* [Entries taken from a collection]
· · · ·
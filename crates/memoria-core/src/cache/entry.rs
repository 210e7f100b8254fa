use std::time::Duration;

use chrono::{DateTime, Utc};

/// One cached payload with the time it was stored.
#[derive(Debug, Clone)]
pub struct CacheEntry<T> {
    pub data: T,
    pub fetched_at: DateTime<Utc>,
    pub ttl: Duration,
    /// Set by `invalidate`; the data is kept but no longer counts as fresh.
    pub invalidated: bool,
}

impl<T> CacheEntry<T> {
    pub fn new(data: T, fetched_at: DateTime<Utc>, ttl: Duration) -> Self {
        Self {
            data,
            fetched_at,
            ttl,
            invalidated: false,
        }
    }

    /// Age at `now`. Negative ages (clock skew) count as zero.
    pub fn age(&self, now: DateTime<Utc>) -> Duration {
        (now - self.fetched_at).to_std().unwrap_or(Duration::ZERO)
    }

    pub fn is_fresh(&self, now: DateTime<Utc>) -> bool {
        !self.invalidated && self.age(now) < self.ttl
    }

    pub fn age_display(&self, now: DateTime<Utc>) -> String {
        let seconds = self.age(now).as_secs();
        if seconds < 5 {
            "just now".to_string()
        } else if seconds < 60 {
            format!("{}s ago", seconds)
        } else if seconds < 3600 {
            format!("{}m ago", seconds / 60)
        } else if seconds < 86_400 {
            let hours = seconds / 3600;
            if (seconds % 3600) / 60 >= 30 {
                // Round up: 1h 30m+ becomes 2h
                format!("{}h ago", hours + 1)
            } else {
                format!("{}h ago", hours)
            }
        } else {
            format!("{}d ago", seconds / 86_400)
        }
    }
}
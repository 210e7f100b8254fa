use crate::api::ApiError;
use crate::models::SectionData;
use crate::section::{ResourceKey, Section};

use super::FetchResponse;

/// A finished fetch, tagged with the request id and session generation
/// captured when it was issued.
#[derive(Debug)]
pub struct Completion {
    pub section: Section,
    pub request_id: u64,
    pub generation: u64,
    pub result: Result<FetchResponse, ApiError>,
}

/// What a completion means for the navigator.
#[derive(Debug, PartialEq)]
pub enum LoadOutcome {
    Loaded(SectionData),
    /// 401/403: fatal to the whole session.
    AuthFailed(ApiError),
    /// Network failure, non-2xx status, or a body that does not parse.
    Failed(ApiError),
}

impl LoadOutcome {
    pub fn classify(key: ResourceKey, result: Result<FetchResponse, ApiError>) -> Self {
        let response = match result {
            Ok(response) => response,
            Err(err) if err.is_auth_failure() => return LoadOutcome::AuthFailed(err),
            Err(err) => return LoadOutcome::Failed(err),
        };

        if !response.is_success() {
            let err = ApiError::from_status(response.status, &response.body);
            return if err.is_auth_failure() {
                LoadOutcome::AuthFailed(err)
            } else {
                LoadOutcome::Failed(err)
            };
        }

        match SectionData::decode(key, &response.body) {
            Ok(data) => LoadOutcome::Loaded(data),
            Err(e) => LoadOutcome::Failed(ApiError::Malformed(format!("{}: {}", key, e))),
        }
    }
}
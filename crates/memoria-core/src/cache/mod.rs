//! In-memory freshness cache for dashboard resources.
//!
//! This module provides the `ResourceCache`, a per-resource-key store of the
//! last successfully fetched payload. Each key has a TTL fixed when the cache
//! is built; an entry is fresh while `now - fetched_at < ttl`.
//!
//! The resource set is small and bounded, so there is no eviction. The cache
//! lives for the page session and is cleared wholesale on logout or when the
//! session is lost.

pub mod entry;
pub mod resource_cache;

pub use entry::CacheEntry;
pub use resource_cache::{ResourceCache, TtlPolicy};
· · · ·
* [EXERCISE REQUIREMENTS]
All of the entries need to be reproduced exactly; please write them out.

* [SOLUTION TO THE PROBLEM]
filename crates/memoria-core/src/cache/entry.rs
repository 210e7f100b8254fa
use std::time::Duration;

use chrono::{DateTime, Utc};

/// One cached payload with the time it was stored.
#[derive(Debug, Clone)]
pub struct CacheEntry<T> {
    pub data: T,
    pub fetched_at: DateTime<Utc>,
    pub ttl: Duration,
    /// Set by `invalidate`; the data is kept but no longer counts as fresh.
    pub invalidated: bool,
}

impl<T> CacheEntry<T> {
    pub fn new(data: T, fetched_at: DateTime<Utc>, ttl: Duration) -> Self {
        Self {
            data,
            fetched_at,
            ttl,
            invalidated: false,
        }
    }

    /// Age at `now`. Negative ages (clock skew) count as zero.
    pub fn age(&self, now: DateTime<Utc>) -> Duration {
        (now - self.fetched_at).to_std().unwrap_or(Duration::ZERO)
    }

    pub fn is_fresh(&self, now: DateTime<Utc>) -> bool {
        !self.invalidated && self.age(now) < self.ttl
    }

    pub fn age_display(&self, now: DateTime<Utc>) -> String {
        let seconds = self.age(now).as_secs();
        if seconds < 5 {
            "just now".to_string()
        } else if seconds < 60 {
            format!("{}s ago", seconds)
        } else if seconds < 3600 {
            format!("{}m ago", seconds / 60)
        } else if seconds < 86_400 {
            let hours = seconds / 3600;
            if (seconds % 3600) / 60 >= 30 {
                // Round up: 1h 30m+ becomes 2h
                format!("{}h ago", hours + 1)
            } else {
                format!("{}h ago", hours)
            }
        } else {
            format!("{}d ago", seconds / 86_400)
        }
    }
}
repository 210e7f100b8254fa
use crate::api::ApiError;
use crate::models::SectionData;
use crate::section::{ResourceKey, Section};

use super::FetchResponse;

/// A finished fetch, tagged with the request id and session generation
/// captured when it was issued.
#[derive(Debug)]
pub struct Completion {
    pub section: Section,
    pub request_id: u64,
    pub generation: u64,
    pub result: Result<FetchResponse, ApiError>,
}

/// What a completion means for the navigator.
#[derive(Debug, PartialEq)]
pub enum LoadOutcome {
    Loaded(SectionData),
    /// 401/403: fatal to the whole session.
    AuthFailed(ApiError),
    /// Network failure, non-2xx status, or a body that does not parse.
    Failed(ApiError),
}

impl LoadOutcome {
    pub fn classify(key: ResourceKey, result: Result<FetchResponse, ApiError>) -> Self {
        let response = match result {
            Ok(response) => response,
            Err(err) if err.is_auth_failure() => return LoadOutcome::AuthFailed(err),
            Err(err) => return LoadOutcome::Failed(err),
        };

        if !response.is_success() {
            let err = ApiError::from_status(response.status, &response.body);
            return if err.is_auth_failure() {
                LoadOutcome::AuthFailed(err)
            } else {
                LoadOutcome::Failed(err)
            };
        }

        match SectionData::decode(key, &response.body) {
            Ok(data) => LoadOutcome::Loaded(data),
            Err(e) => LoadOutcome::Failed(ApiError::Malformed(format!("{}: {}", key, e))),
        }
    }
}
filename crates/memoria-core/src/cache/mod.rs
//! In-memory freshness cache for dashboard resources.
//!
//! This module provides the `ResourceCache`, a per-resource-key store of the
//! last successfully fetched payload. Each key has a TTL fixed when the cache
//! is built; an entry is fresh while `now - fetched_at < ttl`.
//!
//! The resource set is small and bounded, so there is no eviction. The cache
//! lives for the page session and is cleared wholesale on logout or when the
//! session is lost.

pub mod entry;
pub mod resource_cache;

pub use entry::CacheEntry;
pub use resource_cache::{ResourceCache, TtlPolicy};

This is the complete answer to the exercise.